### Saved entries
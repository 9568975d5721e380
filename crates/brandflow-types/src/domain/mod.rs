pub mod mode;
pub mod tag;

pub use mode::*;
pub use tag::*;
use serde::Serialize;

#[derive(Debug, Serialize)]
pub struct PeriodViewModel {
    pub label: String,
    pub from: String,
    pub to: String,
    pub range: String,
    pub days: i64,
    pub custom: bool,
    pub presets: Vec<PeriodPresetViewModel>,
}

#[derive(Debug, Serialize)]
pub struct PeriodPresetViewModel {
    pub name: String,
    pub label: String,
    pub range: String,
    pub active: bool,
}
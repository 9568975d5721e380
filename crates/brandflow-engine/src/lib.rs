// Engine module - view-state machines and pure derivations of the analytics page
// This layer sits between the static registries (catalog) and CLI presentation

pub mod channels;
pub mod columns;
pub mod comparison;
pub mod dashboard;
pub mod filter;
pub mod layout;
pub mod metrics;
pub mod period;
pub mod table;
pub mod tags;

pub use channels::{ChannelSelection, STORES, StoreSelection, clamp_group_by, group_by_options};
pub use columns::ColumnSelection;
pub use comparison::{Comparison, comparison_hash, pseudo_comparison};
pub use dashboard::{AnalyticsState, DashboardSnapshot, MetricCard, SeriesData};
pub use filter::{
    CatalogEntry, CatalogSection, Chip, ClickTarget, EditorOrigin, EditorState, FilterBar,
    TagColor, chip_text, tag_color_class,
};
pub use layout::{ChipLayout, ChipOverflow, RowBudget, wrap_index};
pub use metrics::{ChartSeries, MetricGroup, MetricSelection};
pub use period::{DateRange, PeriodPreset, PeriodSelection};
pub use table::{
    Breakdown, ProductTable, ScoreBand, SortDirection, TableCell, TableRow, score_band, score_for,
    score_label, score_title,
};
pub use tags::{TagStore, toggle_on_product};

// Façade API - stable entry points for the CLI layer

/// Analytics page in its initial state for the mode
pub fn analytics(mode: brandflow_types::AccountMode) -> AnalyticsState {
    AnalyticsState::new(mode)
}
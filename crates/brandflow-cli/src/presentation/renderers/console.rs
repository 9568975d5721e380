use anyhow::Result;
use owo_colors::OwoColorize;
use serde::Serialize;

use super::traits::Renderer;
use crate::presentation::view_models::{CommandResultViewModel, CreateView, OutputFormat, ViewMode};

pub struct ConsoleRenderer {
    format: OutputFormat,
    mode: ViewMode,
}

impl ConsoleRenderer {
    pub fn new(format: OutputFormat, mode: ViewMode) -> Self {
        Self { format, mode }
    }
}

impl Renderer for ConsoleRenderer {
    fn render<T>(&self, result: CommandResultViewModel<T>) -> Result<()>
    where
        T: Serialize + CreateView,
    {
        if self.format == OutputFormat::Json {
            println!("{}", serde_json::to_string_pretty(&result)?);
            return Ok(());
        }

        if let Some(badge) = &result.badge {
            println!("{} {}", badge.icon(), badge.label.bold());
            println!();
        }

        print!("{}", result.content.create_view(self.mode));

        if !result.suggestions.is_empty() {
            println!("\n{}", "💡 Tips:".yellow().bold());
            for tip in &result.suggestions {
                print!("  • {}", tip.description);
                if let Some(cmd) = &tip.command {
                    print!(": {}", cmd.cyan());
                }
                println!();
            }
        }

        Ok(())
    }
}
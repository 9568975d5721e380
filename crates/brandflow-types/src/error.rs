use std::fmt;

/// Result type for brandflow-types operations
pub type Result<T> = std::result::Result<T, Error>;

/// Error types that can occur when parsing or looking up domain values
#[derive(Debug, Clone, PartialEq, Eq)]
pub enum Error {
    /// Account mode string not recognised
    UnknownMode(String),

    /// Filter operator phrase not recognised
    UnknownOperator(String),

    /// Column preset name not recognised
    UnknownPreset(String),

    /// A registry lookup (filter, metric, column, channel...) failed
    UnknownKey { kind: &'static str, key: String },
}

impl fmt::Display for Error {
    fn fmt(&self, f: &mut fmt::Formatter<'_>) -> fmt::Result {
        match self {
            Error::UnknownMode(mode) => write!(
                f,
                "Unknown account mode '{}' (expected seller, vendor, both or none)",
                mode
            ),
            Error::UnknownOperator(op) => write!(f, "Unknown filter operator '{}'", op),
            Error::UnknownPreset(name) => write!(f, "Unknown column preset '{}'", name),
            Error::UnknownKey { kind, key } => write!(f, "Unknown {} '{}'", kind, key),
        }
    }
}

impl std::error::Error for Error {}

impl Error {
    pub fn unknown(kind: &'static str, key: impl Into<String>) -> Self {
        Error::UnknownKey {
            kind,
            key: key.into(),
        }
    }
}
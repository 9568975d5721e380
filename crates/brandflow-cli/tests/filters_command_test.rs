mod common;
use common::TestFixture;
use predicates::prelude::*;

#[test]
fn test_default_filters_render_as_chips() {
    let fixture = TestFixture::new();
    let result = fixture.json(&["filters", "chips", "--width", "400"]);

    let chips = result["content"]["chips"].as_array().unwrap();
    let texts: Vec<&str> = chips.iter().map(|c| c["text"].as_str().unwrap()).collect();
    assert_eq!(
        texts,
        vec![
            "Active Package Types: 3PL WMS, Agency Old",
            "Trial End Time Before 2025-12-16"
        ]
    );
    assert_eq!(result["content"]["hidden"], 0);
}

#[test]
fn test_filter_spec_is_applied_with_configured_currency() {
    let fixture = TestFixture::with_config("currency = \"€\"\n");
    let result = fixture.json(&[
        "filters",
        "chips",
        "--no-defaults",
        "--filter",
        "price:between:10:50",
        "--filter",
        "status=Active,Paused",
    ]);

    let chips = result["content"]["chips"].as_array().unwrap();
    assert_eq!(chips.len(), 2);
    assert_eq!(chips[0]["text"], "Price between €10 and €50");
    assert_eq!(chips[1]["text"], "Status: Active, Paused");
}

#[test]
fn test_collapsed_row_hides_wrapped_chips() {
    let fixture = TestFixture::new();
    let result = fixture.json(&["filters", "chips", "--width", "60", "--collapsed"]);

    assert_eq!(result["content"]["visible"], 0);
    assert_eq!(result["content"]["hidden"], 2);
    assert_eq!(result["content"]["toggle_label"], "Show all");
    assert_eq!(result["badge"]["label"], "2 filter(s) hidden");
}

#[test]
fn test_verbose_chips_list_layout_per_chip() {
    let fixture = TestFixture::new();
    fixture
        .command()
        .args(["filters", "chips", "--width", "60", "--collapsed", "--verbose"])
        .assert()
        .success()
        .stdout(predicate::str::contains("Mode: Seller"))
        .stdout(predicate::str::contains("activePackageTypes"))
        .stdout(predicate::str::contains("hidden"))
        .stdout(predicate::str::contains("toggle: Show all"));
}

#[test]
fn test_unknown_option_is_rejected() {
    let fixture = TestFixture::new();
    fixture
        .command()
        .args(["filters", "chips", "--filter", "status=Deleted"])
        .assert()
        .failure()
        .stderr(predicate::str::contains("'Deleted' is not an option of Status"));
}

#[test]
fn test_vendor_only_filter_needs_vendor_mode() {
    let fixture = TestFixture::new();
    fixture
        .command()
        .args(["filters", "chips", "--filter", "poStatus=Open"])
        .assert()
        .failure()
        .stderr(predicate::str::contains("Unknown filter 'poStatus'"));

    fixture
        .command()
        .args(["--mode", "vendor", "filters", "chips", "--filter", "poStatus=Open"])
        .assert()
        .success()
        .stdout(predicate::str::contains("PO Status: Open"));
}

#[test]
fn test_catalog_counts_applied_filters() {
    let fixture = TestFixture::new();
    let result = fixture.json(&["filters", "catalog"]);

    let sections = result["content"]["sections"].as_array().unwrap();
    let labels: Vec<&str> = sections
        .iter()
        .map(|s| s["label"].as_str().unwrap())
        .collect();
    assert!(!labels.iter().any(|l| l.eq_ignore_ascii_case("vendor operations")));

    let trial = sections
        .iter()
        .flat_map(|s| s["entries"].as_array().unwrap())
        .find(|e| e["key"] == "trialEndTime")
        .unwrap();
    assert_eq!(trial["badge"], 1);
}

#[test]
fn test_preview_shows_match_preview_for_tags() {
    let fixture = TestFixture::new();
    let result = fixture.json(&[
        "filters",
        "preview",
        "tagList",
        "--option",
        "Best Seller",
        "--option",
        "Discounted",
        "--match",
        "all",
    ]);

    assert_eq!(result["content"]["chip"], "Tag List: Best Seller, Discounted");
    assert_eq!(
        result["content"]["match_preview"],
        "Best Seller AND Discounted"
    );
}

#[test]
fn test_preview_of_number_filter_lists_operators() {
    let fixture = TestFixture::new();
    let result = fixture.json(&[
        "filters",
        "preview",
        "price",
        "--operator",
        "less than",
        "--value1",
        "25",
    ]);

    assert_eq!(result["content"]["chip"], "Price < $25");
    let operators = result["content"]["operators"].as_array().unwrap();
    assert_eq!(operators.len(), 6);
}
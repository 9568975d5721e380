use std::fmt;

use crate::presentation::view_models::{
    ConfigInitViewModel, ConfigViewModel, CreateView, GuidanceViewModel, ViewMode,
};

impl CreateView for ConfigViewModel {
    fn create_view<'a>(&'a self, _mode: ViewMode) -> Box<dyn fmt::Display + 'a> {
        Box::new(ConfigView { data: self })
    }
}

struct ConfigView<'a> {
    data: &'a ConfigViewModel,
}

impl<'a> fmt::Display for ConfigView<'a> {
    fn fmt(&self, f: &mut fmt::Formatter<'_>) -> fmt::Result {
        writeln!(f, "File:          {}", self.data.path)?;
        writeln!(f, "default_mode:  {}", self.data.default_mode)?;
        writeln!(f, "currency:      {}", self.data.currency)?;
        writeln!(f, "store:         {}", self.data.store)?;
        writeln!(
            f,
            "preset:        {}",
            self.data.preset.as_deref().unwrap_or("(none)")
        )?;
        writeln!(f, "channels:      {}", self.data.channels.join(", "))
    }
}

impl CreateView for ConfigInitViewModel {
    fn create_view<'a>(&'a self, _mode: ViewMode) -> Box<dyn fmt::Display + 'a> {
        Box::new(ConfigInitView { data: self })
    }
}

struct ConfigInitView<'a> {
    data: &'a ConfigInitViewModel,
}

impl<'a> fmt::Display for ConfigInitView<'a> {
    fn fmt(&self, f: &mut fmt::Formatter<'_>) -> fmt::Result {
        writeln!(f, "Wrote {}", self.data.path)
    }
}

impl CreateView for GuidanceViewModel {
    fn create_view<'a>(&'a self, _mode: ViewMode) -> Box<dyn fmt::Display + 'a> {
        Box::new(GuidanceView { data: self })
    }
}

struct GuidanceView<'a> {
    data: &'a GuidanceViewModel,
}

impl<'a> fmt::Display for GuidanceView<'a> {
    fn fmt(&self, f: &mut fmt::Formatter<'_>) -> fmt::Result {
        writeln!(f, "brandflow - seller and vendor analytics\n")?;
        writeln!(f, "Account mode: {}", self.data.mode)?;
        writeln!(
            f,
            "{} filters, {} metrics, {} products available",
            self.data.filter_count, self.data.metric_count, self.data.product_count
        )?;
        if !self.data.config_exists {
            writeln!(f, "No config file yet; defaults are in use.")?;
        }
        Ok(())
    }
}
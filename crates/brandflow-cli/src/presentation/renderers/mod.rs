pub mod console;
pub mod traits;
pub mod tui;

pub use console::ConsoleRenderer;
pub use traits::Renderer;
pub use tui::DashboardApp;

### Action item
Copy out only the lines of the records above from the one with "pub mod table;" through the one with "if self.format == OutputFormat::Json", exactly as they stand, both included.

### Exercise solution
pub mod table;
pub mod tags;

pub use channels::{ChannelSelection, STORES, StoreSelection, clamp_group_by, group_by_options};
pub use columns::ColumnSelection;
pub use comparison::{Comparison, comparison_hash, pseudo_comparison};
pub use dashboard::{AnalyticsState, DashboardSnapshot, MetricCard, SeriesData};
pub use filter::{
    CatalogEntry, CatalogSection, Chip, ClickTarget, EditorOrigin, EditorState, FilterBar,
    TagColor, chip_text, tag_color_class,
};
pub use layout::{ChipLayout, ChipOverflow, RowBudget, wrap_index};
pub use metrics::{ChartSeries, MetricGroup, MetricSelection};
pub use period::{DateRange, PeriodPreset, PeriodSelection};
pub use table::{
    Breakdown, ProductTable, ScoreBand, SortDirection, TableCell, TableRow, score_band, score_for,
    score_label, score_title,
};
pub use tags::{TagStore, toggle_on_product};

// Façade API - stable entry points for the CLI layer

/// Analytics page in its initial state for the mode
pub fn analytics(mode: brandflow_types::AccountMode) -> AnalyticsState {
    AnalyticsState::new(mode)
}
filename crates/brandflow-cli/src/presentation/renderers/console.rs
repository 9568975d5721e380
use anyhow::Result;
use owo_colors::OwoColorize;
use serde::Serialize;

use super::traits::Renderer;
use crate::presentation::view_models::{CommandResultViewModel, CreateView, OutputFormat, ViewMode};

pub struct ConsoleRenderer {
    format: OutputFormat,
    mode: ViewMode,
}

impl ConsoleRenderer {
    pub fn new(format: OutputFormat, mode: ViewMode) -> Self {
        Self { format, mode }
    }
}

impl Renderer for ConsoleRenderer {
    fn render<T>(&self, result: CommandResultViewModel<T>) -> Result<()>
    where
        T: Serialize + CreateView,
    {
        if self.format == OutputFormat::Json {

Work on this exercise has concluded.